Link to Pubmed [PMID] – 32638003
Link to DOI – 10.1093/cid/ciaa897
Clin Infect Dis 2021 07; 73(1): 12-20
The diagnosis of gambiense human African trypanosomiasis (gHAT) typically involves 2 steps: a serological screen, followed by the detection of living trypanosome parasites in the blood or lymph node aspirate. Live parasites can, however, remain undetected in some seropositive individuals, who, we hypothesize, are infected with Trypanosoma brucei gambiense parasites in their extravascular dermis.To test this hypothesis, we conducted a prospective observational cohort study in the gHAT focus of Forecariah, Republic of Guinea. Of the 5417 subjects serologically screened for gHAT, 66 were enrolled into our study and underwent a dermatological examination. At enrollment, 11 seronegative, 8 unconfirmed seropositive, and 18 confirmed seropositive individuals had blood samples and skin biopsies taken and examined for trypanosomes by molecular and immunohistological methods.In seropositive individuals, dermatological symptoms were significantly more frequent, relative to seronegative controls. T.b. gambiense parasites were present in the blood of all confirmed cases (n = 18) but not in unconfirmed seropositive individuals (n = 8). However, T. brucei parasites were detected in the extravascular dermis of all unconfirmed seropositive individuals and all confirmed cases.
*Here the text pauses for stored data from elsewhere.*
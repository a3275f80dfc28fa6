//! Router assembly: HTTP endpoints, WebSocket upgrade, static files, CORS, and HTTP tracing.

use axum::{
    routing::{get, post},
    Router,
};
use tower_http::{
    cors::{Any, CorsLayer},
    services::{ServeDir, ServeFile},
    trace::{DefaultMakeSpan, DefaultOnRequest, DefaultOnResponse, TraceLayer},
};
use tracing::Level;

use crate::state::AppState;

pub mod http;
pub mod ws;

/// Build the application router with:
/// - WebSocket at `/ws`
/// - REST-ish API under `/api/v1/...`
/// - Static SPA from `./static` with index fallback
/// - CORS (allow any origin/method/headers) for the classroom LAN setup
/// - HTTP trace layer (per-request spans w/ method, path, status, latency)
pub fn build_router(state: AppState) -> Router {
    // Static files with SPA fallback
    let static_service = ServeDir::new("./static")
        .append_index_html_on_directories(true)
        .not_found_service(ServeFile::new("./static/index.html"));

    Router::new()
        // WebSocket
        .route("/ws", get(ws::ws_upgrade))
        // HTTP API
        .route("/api/v1/health", get(http::http_health))
        .route(
            "/api/v1/questions",
            get(http::http_list_questions).post(http::http_create_question),
        )
        .route("/api/v1/questions/export", get(http::http_export_questions))
        .route("/api/v1/questions/import", post(http::http_import_questions))
        .route(
            "/api/v1/questions/:id",
            axum::routing::put(http::http_update_question).delete(http::http_delete_question),
        )
        .route(
            "/api/v1/students",
            get(http::http_list_students).post(http::http_create_student),
        )
        .route("/api/v1/students/export", get(http::http_export_students))
        .route("/api/v1/students/import", post(http::http_import_students))
        .route("/api/v1/students/reset-scores", post(http::http_reset_scores))
        .route(
            "/api/v1/students/:id",
            axum::routing::put(http::http_update_student).delete(http::http_delete_student),
        )
        .route("/api/v1/students/:id/add-points", post(http::http_add_points))
        .route(
            "/api/v1/import",
            get(http::http_import_status).delete(http::http_cancel_import),
        )
        .route("/api/v1/import/duplicates", post(http::http_resolve_duplicates))
        .route("/api/v1/import/conflict", post(http::http_resolve_conflict))
        .route(
            "/api/v1/settings",
            get(http::http_get_settings).put(http::http_put_settings),
        )
        .route("/api/v1/game", get(http::http_game_state))
        .route("/api/v1/game/roll", post(http::http_roll))
        .route("/api/v1/game/answer", post(http::http_submit_answer))
        .route("/api/v1/game/student", post(http::http_select_student))
        // State + CORS + HTTP tracing
        .with_state(state)
        .layer(
            CorsLayer::new()
                .allow_origin(Any)
                .allow_methods(Any)
                .allow_headers(Any),
        )
        .layer(
            TraceLayer::new_for_http()
                .make_span_with(DefaultMakeSpan::new().level(Level::INFO))
                .on_request(DefaultOnRequest::new().level(Level::INFO))
                .on_response(DefaultOnResponse::new().level(Level::INFO)),
        )
        // Frontend fallback
        .fallback_service(static_service)
}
Skin biopsies of all treated cases and most seropositive untreated individuals progressively became negative for trypanosomes 6 and 20 months later.Our results highlight the skin as a potential reservoir for African trypanosomes, with implications for our understanding of this disease’s epidemiology in the context of its planned elimination and underlining the skin as a novel target for gHAT diagnostics.